I have been in many a public toilet where Mr Wobbly was the cleaner than any fixture in the room!

Perhaps it's time gloves came back into fashion...

Thursday, November 08, 2007

Crystal ball gazing

Watch now for an upsurge in improvised fireworks/explosives as the young and stupid explore a mostly consequence-free NZ.

All the materials are available on the supermarket shelves.

Don't expect ME to tell you what they are!

My prediction is that bomb-making efforts will take off next year.

It won't be terrorists- just dumbass boys on the way to meet Darwin...

Wednesday, November 07, 2007

On a more serious note

Stealing from an Ambulance:

One of the lower things that a scumbag could choose to do. It's in the same league as stealing food from children or taking a pensioner's life savings.

Bastinado or keel-hauling sounds about right- for a first offense.

Pomegranates

I brought one, something I have never done before.

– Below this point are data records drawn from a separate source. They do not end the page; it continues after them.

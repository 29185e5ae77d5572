use std::path::PathBuf;

use clap::{
    crate_authors, crate_description, crate_name, crate_version, value_parser, Arg, ArgAction,
    Command,
};

use utils::{init_log, LogLevel};

use crate::config::{Config, DEFAULT_COORD_TAG};

/// SAM tags are two characters: a letter followed by a letter or digit
fn parse_tag(s: &str) -> Result<String, String> {
    match s.as_bytes() {
        [a, b] if a.is_ascii_alphabetic() && b.is_ascii_alphanumeric() => Ok(s.to_owned()),
        _ => Err(format!("{} is not a valid SAM tag name", s)),
    }
}

/// Set up definition of command options for clap
fn cli_model() -> Command {
    Command::new(crate_name!())
        .about(crate_description!())
        .version(crate_version!())
        .author(crate_authors!())
        .arg(
            Arg::new("timestamp")
                .short('X')
                .long("timestamp")
                .value_parser(value_parser!(stderrlog::Timestamp))
                .value_name("GRANULARITY")
                .default_value("none")
                .help("Prepend log entries with a timestamp"),
        )
        .arg(
            Arg::new("loglevel")
                .short('l')
                .long("loglevel")
                .value_name("LOGLEVEL")
                .value_parser(value_parser!(LogLevel))
                .ignore_case(true)
                .default_value("info")
                .help("Set log level"),
        )
        .arg(
            Arg::new("quiet")
                .action(ArgAction::SetTrue)
                .long("quiet")
                .conflicts_with("loglevel")
                .help("Silence all output"),
        )
        .arg(
            Arg::new("tag")
                .short('T')
                .long("tag")
                .value_parser(parse_tag)
                .value_name("TAG")
                .default_value(DEFAULT_COORD_TAG)
                .help("Tag with the genomic coordinates of each transcriptome alignment"),
        )
        .arg(
            Arg::new("check_grouping")
                .action(ArgAction::SetTrue)
                .short('c')
                .long("check-grouping")
                .help("Fail if the records for a read are not adjacent in the input (uses more memory)"),
        )
        .arg(
            Arg::new("mapping_file")
                .value_parser(value_parser!(PathBuf))
                .value_name("MAPPING_FILE")
                .required(true)
                .help("Tab separated file with isoform and gene identifiers"),
        )
        .arg(
            Arg::new("input_file")
                .value_parser(value_parser!(PathBuf))
                .value_name("INPUT_FILE")
                .required(true)
                .help("Input SAM/BAM file aligned to the transcriptome, grouped by read name"),
        )
        .arg(
            Arg::new("output_file")
                .value_parser(value_parser!(PathBuf))
                .value_name("OUTPUT_FILE")
                .required(true)
                .help("Output file for gene counts"),
        )
}

/// Handle command line options.  Set up Config structure
pub fn handle_cli() -> anyhow::Result<Config> {
    // Get matches from command line
    let m = cli_model().get_matches();

    // Setup logging
    init_log(&m)?;

    debug!("Processing command line options");

    let path = |s: &str| {
        m.get_one::<PathBuf>(s)
            .expect("Missing required argument")
            .to_owned()
    };

    let mut cfg = Config::new(path("mapping_file"), path("input_file"), path("output_file"));

    if let Some(tag) = m.get_one::<String>("tag") {
        cfg.set_coord_tag(tag.clone())
    }
    cfg.set_check_grouping(m.get_flag("check_grouping"));

    Ok(cfg)
}
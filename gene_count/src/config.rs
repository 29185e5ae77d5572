use std::path::{Path, PathBuf};

/// Default name of the genomic coordinate tag
pub const DEFAULT_COORD_TAG: &str = "XG";

/// Config
///
/// Configuration info for the program
/// This is generated from the command line arguments
/// Once set it is read only
///
/// mapping_file - tab separated isoform to gene mapping
/// input_file - SAM/BAM file of alignments to the transcriptome, grouped by read name
/// output_file - destination for the gene counts
/// coord_tag - name of the tag holding the genomic coordinates of an alignment
/// check_grouping - fail if records for a read are not adjacent in the input
///
pub struct Config {
    mapping_file: PathBuf,
    input_file: PathBuf,
    output_file: PathBuf,
    coord_tag: String,
    check_grouping: bool,
}

impl Config {
    pub fn new(mapping_file: PathBuf, input_file: PathBuf, output_file: PathBuf) -> Self {
        Self {
            mapping_file,
            input_file,
            output_file,
            coord_tag: DEFAULT_COORD_TAG.to_owned(),
            check_grouping: false,
        }
    }

    pub fn set_coord_tag(&mut self, tag: String) {
        self.coord_tag = tag
    }

    pub fn set_check_grouping(&mut self, flag: bool) {
        self.check_grouping = flag
    }

    pub fn mapping_file(&self) -> &Path {
        &self.mapping_file
    }

    pub fn input_file(&self) -> &Path {
        &self.input_file
    }

    pub fn output_file(&self) -> &Path {
        &self.output_file
    }

    pub fn coord_tag(&self) -> &str {
        &self.coord_tag
    }

    pub fn check_grouping(&self) -> bool {
        self.check_grouping
    }
}
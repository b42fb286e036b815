//! src/services/accessibility_service.rs
//!
//! AccessibilityService — per-user presentation preferences. Profiles are
//! created lazily with defaults; saving one resets every preference field
//! and then applies only the fields belonging to the declared disability
//! type, so a type change cannot leave stale combinations behind.

use crate::models::accessibility::{AccessibilityProfile, DisabilityType};
use chrono::Utc;
use serde::Deserialize;
use sqlx::SqlitePool;
use std::sync::Arc;
use thiserror::Error;
use uuid::Uuid;

const DEFAULT_FONT_SIZE: i64 = 3;

#[derive(Debug, Error)]
pub enum ProfileError {
    #[error("user `{0}` not found")]
    UserNotFound(Uuid),
    #[error("font size {0} is out of range (1-5)")]
    FontSizeOutOfRange(i64),
    #[error(transparent)]
    Sqlx(#[from] sqlx::Error),
}

pub type ProfileResult<T> = Result<T, ProfileError>;

/// Preferences submitted when saving a profile. Fields not relevant to the
/// declared disability type are ignored.
#[derive(Debug, Clone, Default, Deserialize)]
pub struct ProfileUpdate {
    pub disability_type: Option<DisabilityType>,
    #[serde(default)]
    pub high_contrast: bool,
    pub font_size: Option<i64>,
    #[serde(default)]
    pub subtitles: bool,
}

#[derive(Clone)]
pub struct AccessibilityService {
    pub db: Arc<SqlitePool>,
}

impl AccessibilityService {
    pub fn new(db: Arc<SqlitePool>) -> Self {
        Self { db }
    }

    async fn ensure_user_exists(&self, user_id: Uuid) -> ProfileResult<()> {
        let exists: bool = sqlx::query_scalar("SELECT EXISTS(SELECT 1 FROM users WHERE id = ?)")
            .bind(user_id)
            .fetch_one(&*self.db)
            .await?;
        if exists {
            Ok(())
        } else {
            Err(ProfileError::UserNotFound(user_id))
        }
    }

    /// Fetch a user's profile, creating one with defaults on first access.
    pub async fn profile(&self, user_id: Uuid) -> ProfileResult<AccessibilityProfile> {
        self.ensure_user_exists(user_id).await?;

        let now = Utc::now();
        sqlx::query(
            "INSERT OR IGNORE INTO accessibility_profiles
                 (user_id, disability_type, high_contrast, font_size, subtitles, created_at, updated_at)
             VALUES (?, NULL, 0, ?, 1, ?, ?)",
        )
        .bind(user_id)
        .bind(DEFAULT_FONT_SIZE)
        .bind(now)
        .bind(now)
        .execute(&*self.db)
        .await?;

        self.fetch_profile(user_id).await
    }

    /// Save a profile: reset all preference fields, then apply only the
    /// ones belonging to the declared disability type.
    pub async fn save_profile(
        &self,
        user_id: Uuid,
        update: ProfileUpdate,
    ) -> ProfileResult<AccessibilityProfile> {
        // Ensure the row exists so the update below always hits one.
        self.profile(user_id).await?;

        // Reset, then apply per type.
        let mut high_contrast = false;
        let mut font_size = DEFAULT_FONT_SIZE;
        let mut subtitles = false;

        match update.disability_type {
            Some(DisabilityType::Visual) => {
                high_contrast = update.high_contrast;
                if let Some(size) = update.font_size {
                    if !(1..=5).contains(&size) {
                        return Err(ProfileError::FontSizeOutOfRange(size));
                    }
                    font_size = size;
                }
            }
            Some(DisabilityType::Auditory) => {
                subtitles = update.subtitles;
            }
            // NONE or unset: defaults stand.
            Some(DisabilityType::None) | None => {}
        }

        sqlx::query(
            "UPDATE accessibility_profiles
             SET disability_type = ?, high_contrast = ?, font_size = ?, subtitles = ?, updated_at = ?
             WHERE user_id = ?",
        )
        .bind(update.disability_type)
        .bind(high_contrast)
        .bind(font_size)
        .bind(subtitles)
        .bind(Utc::now())
        .bind(user_id)
        .execute(&*self.db)
        .await?;

        self.fetch_profile(user_id).await
    }

    async fn fetch_profile(&self, user_id: Uuid) -> ProfileResult<AccessibilityProfile> {
        let profile = sqlx::query_as::<_, AccessibilityProfile>(
            "SELECT user_id, disability_type, high_contrast, font_size, subtitles, created_at, updated_at
             FROM accessibility_profiles WHERE user_id = ?",
        )
        .bind(user_id)
        .fetch_one(&*self.db)
        .await?;
        Ok(profile)
    }
}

They were $2.50 and I thought- 'what the hell- try something new.'

Now I'm thinking- 'What the hell do I do with the frickin thing!'


Update:

Problem solved!

http://en.wikipedia.org/wiki/Pomegranate

Tuesday, November 06, 2007

So Long- nobbled by the Govamint- again!


You wicked people- look what you made us do to you!
Since some of you can't behave- no fireworks for anybody!
Now go to bed and think about what you have done- while we find something else to regulate, ban or censure!

Sunday, November 04, 2007

I did it yet again!

I have a bit of a 'thing' for just avoiding smashes on the Rimutakas. When I say just avoiding, I mean that I have passed the about to be crash site five minutes or less before the incident. This has happend on no less than eight occasions- about once a year. Not so much now that I'm working locally.

Today's one would have happened less than 60 seconds after we passed the site, going by the position of the convoy of emergency services.

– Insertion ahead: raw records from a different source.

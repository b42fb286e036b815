use anyhow::Result;
use axum::Router;
use sqlx::sqlite::SqlitePoolOptions;
use std::{fs, io::ErrorKind, path::Path, sync::Arc};
use tokio::net::TcpListener;
use tracing_subscriber::EnvFilter;

mod config;
mod errors;
mod handlers;
mod models;
mod routes;
mod services;

use services::{
    AppState, accessibility_service::AccessibilityService, catalog_service::CatalogService,
    content_service::ContentService, enrichment_service::EnrichmentClient,
    enrichment_service::EnrichmentService,
};

#[tokio::main]
async fn main() -> Result<()> {
    // --- Logging setup ---
    tracing_subscriber::fmt()
        .with_env_filter(EnvFilter::from_default_env())
        .init();

    // --- Parse config + migrate flag ---
    let (cfg, migrate) = config::AppConfig::from_env_and_args()?;

    tracing::info!("Starting eduaccess with config: {:?}", cfg);

    // --- Ensure upload directory exists ---
    if !Path::new(&cfg.upload_dir).exists() {
        fs::create_dir_all(&cfg.upload_dir)?;
        tracing::info!("Created upload directory at {}", cfg.upload_dir);
    }

    // --- Initialize SQLite connection ---
    let db_url = &cfg.database_url;
    tracing::debug!("Connecting using raw URL => {}", db_url);

    // Extract the local file path SQLx will use
    let db_path = db_url
        .trim_start_matches("sqlite://")
        .trim_start_matches("file:");

    // Create parent directory if needed
    if let Some(parent) = Path::new(db_path).parent() {
        if !parent.exists() {
            fs::create_dir_all(parent)?;
            tracing::info!("Created missing directory {:?}", parent);
        }
    }

    // SQLx will not create the database file on its own
    match fs::OpenOptions::new().create(true).write(true).open(db_path) {
        Ok(_) => tracing::debug!("Database file can be created/opened."),
        Err(e) => tracing::warn!("Failed to open database file manually: {}", e),
    }

    let db: Arc<sqlx::Pool<sqlx::Sqlite>> = Arc::new(
        SqlitePoolOptions::new()
            .max_connections(5)
            .connect(db_url)
            .await?,
    );

    // --- Handle migration mode ---
    if migrate {
        run_migrations(&db).await?;
        tracing::info!("Database migration complete.");
        return Ok(()); // exit after migration
    }

    // --- Initialize core services ---
    let enrichment_client = Arc::new(EnrichmentClient::new(
        cfg.ai_api_url.clone(),
        cfg.ai_api_key.clone(),
        cfg.ai_timeout_secs,
    )?);
    let enrichment = EnrichmentService::new(db.clone(), &cfg.upload_dir, enrichment_client);
    let state = AppState {
        catalog: CatalogService::new(db.clone(), &cfg.upload_dir),
        content: ContentService::new(db.clone(), &cfg.upload_dir, enrichment),
        accessibility: AccessibilityService::new(db.clone()),
    };

    // --- Build router ---
    let app: Router = routes::routes::routes().with_state(state);

    // --- Start server ---
    let addr = cfg.addr();
    let listener = match TcpListener::bind(&addr).await {
        Ok(listener) => listener,
        Err(err)
            if err.kind() == ErrorKind::PermissionDenied
                && matches!(cfg.host.as_str(), "0.0.0.0" | "::") =>
        {
            let fallback_addr = format!("127.0.0.1:{}", cfg.port);
            tracing::warn!(
                "Permission denied binding to {} ({}). Falling back to {}",
                addr,
                err,
                fallback_addr
            );
            TcpListener::bind(&fallback_addr).await?
        }
        Err(err) => return Err(err.into()),
    };

    tracing::info!("Server listening on http://{}", listener.local_addr()?);
    axum::serve(listener, app).await?;

    Ok(())
}

/// Run SQLite migrations manually from the SQL file.
async fn run_migrations(db: &Arc<sqlx::Pool<sqlx::Sqlite>>) -> Result<()> {
    let path = "migrations/0001_init.sql";

    if !Path::new(path).exists() {
        anyhow::bail!("Migration file not found: {}", path);
    }

    // Strip comment lines before splitting so a leading comment does not
    // swallow the first statement.
    let sql = fs::read_to_string(path)?
        .lines()
        .filter(|line| !line.trim_start().starts_with("--"))
        .collect::<Vec<_>>()
        .join("\n");
    let statements = sql
        .split(';')
        .map(str::trim)
        .filter(|s| !s.is_empty())
        .collect::<Vec<_>>();

    tracing::info!("Running {} migration statements...", statements.len());

    for stmt in statements {
        tracing::debug!("Executing migration SQL: {}", stmt);
        sqlx::query(stmt).execute(&**db).await?;
    }

    Ok(())
}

When I was commuting, there would be signs of a new crash (broken glass, fences down or paint on the rock) at least three times a week. It's not really a hard road at all. You just have to slow down in the wet, wind or when there is ice on the road.

A hell of a lot don't.

UPDATE:

I did it again today!

I arrived at the club and a chap who arrived 5 minutes after me asked "Did you see the burning motorcycle on the side of the road?"

Wasn't there when I went past that spot!

Before you ask- yes- I did get that new pair of glasses!

Friday, November 02, 2007

Another 'Yeah- Right'

"You won't see cops with guns on the streets of 'Rich White suburbs'"- according to the bleeding heart brigade.

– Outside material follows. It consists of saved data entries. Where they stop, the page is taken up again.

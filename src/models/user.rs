//! Platform users and their roles.

use chrono::{DateTime, Utc};
use serde::{Deserialize, Serialize};
use sqlx::FromRow;
use uuid::Uuid;

/// Role a user plays on the platform. Drives which home view applies
/// and which offerings a user may author content for.
#[derive(Serialize, Deserialize, Clone, Copy, Debug, PartialEq, Eq, sqlx::Type)]
#[sqlx(rename_all = "UPPERCASE")]
#[serde(rename_all = "UPPERCASE")]
pub enum Role {
    Student,
    Teacher,
    Admin,
}

/// A platform user.
///
/// Authentication is handled outside this service; users are plain records
/// referenced by id in requests.
#[derive(Serialize, Deserialize, Clone, FromRow, Debug)]
pub struct User {
    pub id: Uuid,
    pub username: String,
    pub display_name: String,
    pub role: Role,
    pub created_at: DateTime<Utc>,
}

Take a look at the news and see what is going on in the 'Rich White suburb' of Mirimar right now.

http://nz.news.yahoo.com/071102/3/29le.html

Update:

Discussion has gotten a little off-subject, which is fine, but the post was pointing out that statements by scum-loving lawyers after the latest raids out in the jungle. I don't hear the people of Mirimar whinging that they have been terrorised and traumatised by the black-clad colonial oppressors!